(Data items)
● ● ● ●
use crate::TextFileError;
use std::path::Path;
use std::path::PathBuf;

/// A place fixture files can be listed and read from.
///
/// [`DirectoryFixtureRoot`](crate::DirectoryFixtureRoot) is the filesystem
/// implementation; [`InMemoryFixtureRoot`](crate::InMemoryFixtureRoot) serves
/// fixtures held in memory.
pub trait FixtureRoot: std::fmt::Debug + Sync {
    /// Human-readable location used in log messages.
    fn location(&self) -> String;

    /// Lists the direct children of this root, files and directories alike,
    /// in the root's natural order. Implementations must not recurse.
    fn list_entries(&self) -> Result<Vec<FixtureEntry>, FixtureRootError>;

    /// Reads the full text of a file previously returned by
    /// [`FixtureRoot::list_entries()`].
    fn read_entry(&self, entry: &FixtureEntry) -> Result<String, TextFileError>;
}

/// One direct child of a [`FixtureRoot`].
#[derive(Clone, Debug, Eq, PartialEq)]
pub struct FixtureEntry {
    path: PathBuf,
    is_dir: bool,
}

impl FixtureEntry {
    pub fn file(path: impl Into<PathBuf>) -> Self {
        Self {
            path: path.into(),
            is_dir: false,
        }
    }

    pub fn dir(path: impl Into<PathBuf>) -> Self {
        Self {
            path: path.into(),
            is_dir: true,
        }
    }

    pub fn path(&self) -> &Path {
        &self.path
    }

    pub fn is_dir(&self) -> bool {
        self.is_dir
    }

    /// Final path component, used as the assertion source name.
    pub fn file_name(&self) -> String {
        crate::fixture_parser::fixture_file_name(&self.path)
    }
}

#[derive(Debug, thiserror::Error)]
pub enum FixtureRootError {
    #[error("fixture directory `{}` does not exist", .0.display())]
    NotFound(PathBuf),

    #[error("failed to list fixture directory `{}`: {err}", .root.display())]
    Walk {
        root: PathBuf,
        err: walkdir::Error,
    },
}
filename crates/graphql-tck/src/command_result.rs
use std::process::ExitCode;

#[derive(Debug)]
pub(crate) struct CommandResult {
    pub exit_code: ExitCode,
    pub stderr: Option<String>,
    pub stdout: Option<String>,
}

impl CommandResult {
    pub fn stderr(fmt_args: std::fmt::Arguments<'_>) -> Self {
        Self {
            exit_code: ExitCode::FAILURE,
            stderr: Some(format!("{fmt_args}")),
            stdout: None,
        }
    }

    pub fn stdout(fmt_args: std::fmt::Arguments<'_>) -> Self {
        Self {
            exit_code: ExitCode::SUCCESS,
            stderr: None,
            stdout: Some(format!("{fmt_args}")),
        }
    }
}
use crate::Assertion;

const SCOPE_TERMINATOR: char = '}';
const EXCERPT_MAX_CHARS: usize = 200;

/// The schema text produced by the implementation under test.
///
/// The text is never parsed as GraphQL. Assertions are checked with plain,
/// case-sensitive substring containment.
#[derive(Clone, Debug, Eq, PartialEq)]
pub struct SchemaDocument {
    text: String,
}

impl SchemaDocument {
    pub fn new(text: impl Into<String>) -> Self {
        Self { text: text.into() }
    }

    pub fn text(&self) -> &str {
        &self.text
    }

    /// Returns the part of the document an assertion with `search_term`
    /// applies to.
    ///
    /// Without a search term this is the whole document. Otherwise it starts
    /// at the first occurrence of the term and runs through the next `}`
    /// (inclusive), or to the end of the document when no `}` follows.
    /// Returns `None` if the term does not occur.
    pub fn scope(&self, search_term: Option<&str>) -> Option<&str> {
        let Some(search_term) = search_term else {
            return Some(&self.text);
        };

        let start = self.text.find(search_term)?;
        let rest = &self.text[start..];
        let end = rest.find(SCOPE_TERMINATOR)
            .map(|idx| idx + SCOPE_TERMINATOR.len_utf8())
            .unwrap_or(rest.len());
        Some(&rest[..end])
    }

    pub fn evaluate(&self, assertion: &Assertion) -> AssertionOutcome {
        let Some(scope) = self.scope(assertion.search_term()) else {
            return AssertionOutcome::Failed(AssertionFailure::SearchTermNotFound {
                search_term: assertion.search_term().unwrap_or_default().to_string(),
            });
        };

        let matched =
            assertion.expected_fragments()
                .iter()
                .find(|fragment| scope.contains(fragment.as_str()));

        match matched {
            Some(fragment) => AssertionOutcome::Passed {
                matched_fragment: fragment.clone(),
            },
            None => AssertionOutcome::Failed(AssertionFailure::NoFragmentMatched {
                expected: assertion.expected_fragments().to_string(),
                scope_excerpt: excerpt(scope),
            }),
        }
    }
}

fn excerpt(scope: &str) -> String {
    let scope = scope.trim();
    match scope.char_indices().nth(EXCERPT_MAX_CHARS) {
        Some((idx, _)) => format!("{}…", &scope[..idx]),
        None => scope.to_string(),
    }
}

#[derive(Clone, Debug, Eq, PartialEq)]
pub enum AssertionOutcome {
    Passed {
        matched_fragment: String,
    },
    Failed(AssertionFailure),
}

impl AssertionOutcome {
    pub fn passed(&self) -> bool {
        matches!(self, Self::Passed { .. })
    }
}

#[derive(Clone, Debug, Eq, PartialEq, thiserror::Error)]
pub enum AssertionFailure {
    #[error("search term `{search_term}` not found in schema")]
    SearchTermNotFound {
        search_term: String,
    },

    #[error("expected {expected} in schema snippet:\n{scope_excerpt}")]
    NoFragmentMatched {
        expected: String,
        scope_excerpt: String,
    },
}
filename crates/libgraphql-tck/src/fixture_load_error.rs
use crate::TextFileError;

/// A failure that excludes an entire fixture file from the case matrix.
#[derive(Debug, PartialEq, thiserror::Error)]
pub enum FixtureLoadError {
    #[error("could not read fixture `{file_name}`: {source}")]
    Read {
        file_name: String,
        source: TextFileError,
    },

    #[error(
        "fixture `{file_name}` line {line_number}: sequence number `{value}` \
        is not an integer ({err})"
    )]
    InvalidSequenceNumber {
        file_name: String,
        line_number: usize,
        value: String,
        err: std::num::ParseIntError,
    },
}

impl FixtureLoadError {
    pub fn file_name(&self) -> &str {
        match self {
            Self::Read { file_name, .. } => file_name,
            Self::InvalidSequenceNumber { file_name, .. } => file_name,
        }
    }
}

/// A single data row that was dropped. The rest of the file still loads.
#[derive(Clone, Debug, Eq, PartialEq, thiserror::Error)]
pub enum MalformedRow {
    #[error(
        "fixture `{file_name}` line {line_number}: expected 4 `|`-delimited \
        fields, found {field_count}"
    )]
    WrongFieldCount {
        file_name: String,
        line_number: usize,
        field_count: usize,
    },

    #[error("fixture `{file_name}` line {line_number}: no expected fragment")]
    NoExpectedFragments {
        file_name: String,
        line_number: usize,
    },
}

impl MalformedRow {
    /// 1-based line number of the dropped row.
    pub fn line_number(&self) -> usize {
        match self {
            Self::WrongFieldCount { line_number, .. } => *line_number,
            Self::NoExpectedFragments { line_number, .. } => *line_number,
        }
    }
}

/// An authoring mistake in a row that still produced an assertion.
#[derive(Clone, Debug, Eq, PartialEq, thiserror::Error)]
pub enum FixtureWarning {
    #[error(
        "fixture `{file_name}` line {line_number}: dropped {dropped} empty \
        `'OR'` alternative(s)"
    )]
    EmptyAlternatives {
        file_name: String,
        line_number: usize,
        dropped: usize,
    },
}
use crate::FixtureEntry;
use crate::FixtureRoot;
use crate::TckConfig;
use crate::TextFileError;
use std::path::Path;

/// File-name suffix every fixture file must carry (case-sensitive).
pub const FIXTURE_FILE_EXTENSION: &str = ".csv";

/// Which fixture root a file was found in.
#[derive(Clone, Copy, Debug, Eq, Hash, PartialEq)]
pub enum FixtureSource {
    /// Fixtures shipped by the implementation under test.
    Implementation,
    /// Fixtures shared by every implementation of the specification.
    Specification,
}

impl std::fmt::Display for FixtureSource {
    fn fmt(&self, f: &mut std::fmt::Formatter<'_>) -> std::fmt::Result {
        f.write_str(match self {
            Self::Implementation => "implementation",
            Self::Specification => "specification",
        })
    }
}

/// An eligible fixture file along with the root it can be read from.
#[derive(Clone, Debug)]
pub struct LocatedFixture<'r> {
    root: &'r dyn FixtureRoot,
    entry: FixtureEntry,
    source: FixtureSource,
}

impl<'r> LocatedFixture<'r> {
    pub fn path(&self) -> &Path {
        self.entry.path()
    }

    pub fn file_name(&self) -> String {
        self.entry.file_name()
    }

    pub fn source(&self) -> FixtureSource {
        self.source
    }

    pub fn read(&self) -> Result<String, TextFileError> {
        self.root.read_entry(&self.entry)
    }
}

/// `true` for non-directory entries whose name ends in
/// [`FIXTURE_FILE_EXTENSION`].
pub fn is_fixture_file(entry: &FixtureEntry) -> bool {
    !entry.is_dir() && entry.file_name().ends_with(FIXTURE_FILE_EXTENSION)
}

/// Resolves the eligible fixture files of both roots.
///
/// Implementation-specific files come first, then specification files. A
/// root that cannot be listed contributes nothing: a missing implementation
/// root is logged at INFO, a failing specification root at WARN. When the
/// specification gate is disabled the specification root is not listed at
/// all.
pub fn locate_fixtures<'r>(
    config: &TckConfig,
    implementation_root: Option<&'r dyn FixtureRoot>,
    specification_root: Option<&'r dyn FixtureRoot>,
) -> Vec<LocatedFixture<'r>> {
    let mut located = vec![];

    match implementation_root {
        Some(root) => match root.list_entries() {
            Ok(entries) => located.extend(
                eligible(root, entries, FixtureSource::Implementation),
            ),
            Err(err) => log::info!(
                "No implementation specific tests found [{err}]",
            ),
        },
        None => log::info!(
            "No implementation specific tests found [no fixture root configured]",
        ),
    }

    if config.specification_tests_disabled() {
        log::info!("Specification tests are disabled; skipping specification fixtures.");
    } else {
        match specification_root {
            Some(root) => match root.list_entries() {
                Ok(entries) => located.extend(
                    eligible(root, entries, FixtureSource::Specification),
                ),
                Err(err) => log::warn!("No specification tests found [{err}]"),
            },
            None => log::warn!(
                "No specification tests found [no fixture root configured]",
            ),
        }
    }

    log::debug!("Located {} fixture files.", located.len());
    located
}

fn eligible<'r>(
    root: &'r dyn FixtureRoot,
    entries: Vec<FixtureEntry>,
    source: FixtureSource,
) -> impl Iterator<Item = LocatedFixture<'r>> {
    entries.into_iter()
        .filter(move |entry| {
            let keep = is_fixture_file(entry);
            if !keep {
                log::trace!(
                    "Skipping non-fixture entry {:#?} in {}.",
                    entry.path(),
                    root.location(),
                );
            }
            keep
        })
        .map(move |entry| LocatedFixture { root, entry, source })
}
● ● ● ●
The problem -> Using the data above, extract exactly the lines from the one that holds "pub enum FixtureWarning" to the one that holds "use crate::FixtureEntry;", both ends included, and no others.

Response area ->
pub enum FixtureWarning {
    #[error(
        "fixture `{file_name}` line {line_number}: dropped {dropped} empty \
        `'OR'` alternative(s)"
    )]
    EmptyAlternatives {
        file_name: String,
        line_number: usize,
        dropped: usize,
    },
}
use crate::FixtureEntry;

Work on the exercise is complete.